§ **PROVIDED ENTRIES**
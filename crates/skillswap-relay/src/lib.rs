//! # skillswap-relay
//!
//! Real-time relay for the SkillSwap platform.
//!
//! This crate provides:
//! - **Authenticated WebSocket connections**: bearer credentials checked
//!   against a revocation list, the user directory and the blocked flag
//!   before the upgrade completes
//! - **Room routing**: personal rooms for chat and notification delivery,
//!   pairwise call rooms for WebRTC signaling
//! - **Call signaling**: offer/answer/ICE relayed to the non-sending peer,
//!   with lifecycle bookkeeping and implicit teardown on connection loss
//! - **Notification fan-out**: durable records in SQLite plus best-effort
//!   live pushes
//! - **Per-IP admission limiting** to protect against reconnect abuse
//!
//! Domain services (swap, rating, report, admin logic) embed this crate:
//! they feed the [`gatekeeper::UserDirectory`] and
//! [`gatekeeper::RevocationList`], and call [`fanout::Notifier::notify`]
//! after their own transactional work completes.

pub mod api;
pub mod call;
pub mod config;
pub mod error;
pub mod fanout;
pub mod gatekeeper;
pub mod limiter;
pub mod registry;
pub mod router;
pub mod ws;

pub use api::AppState;
pub use config::RelayConfig;
pub use error::RelayError;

§ **DIRECTIONS**
The full set of entries must be printed again without any alteration.

§ **ANSWER TO THIS TASK**
filename crates/skillswap-relay/src/lib.rs
//! # skillswap-relay
//!
//! Real-time relay for the SkillSwap platform.
//!
//! This crate provides:
//! - **Authenticated WebSocket connections**: bearer credentials checked
//!   against a revocation list, the user directory and the blocked flag
//!   before the upgrade completes
//! - **Room routing**: personal rooms for chat and notification delivery,
//!   pairwise call rooms for WebRTC signaling
//! - **Call signaling**: offer/answer/ICE relayed to the non-sending peer,
//!   with lifecycle bookkeeping and implicit teardown on connection loss
//! - **Notification fan-out**: durable records in SQLite plus best-effort
//!   live pushes
//! - **Per-IP admission limiting** to protect against reconnect abuse
//!
//! Domain services (swap, rating, report, admin logic) embed this crate:
//! they feed the [`gatekeeper::UserDirectory`] and
//! [`gatekeeper::RevocationList`], and call [`fanout::Notifier::notify`]
//! after their own transactional work completes.

pub mod api;
pub mod call;
pub mod config;
pub mod error;
pub mod fanout;
pub mod gatekeeper;
pub mod limiter;
pub mod registry;
pub mod router;
pub mod ws;

pub use api::AppState;
pub use config::RelayConfig;
pub use error::RelayError;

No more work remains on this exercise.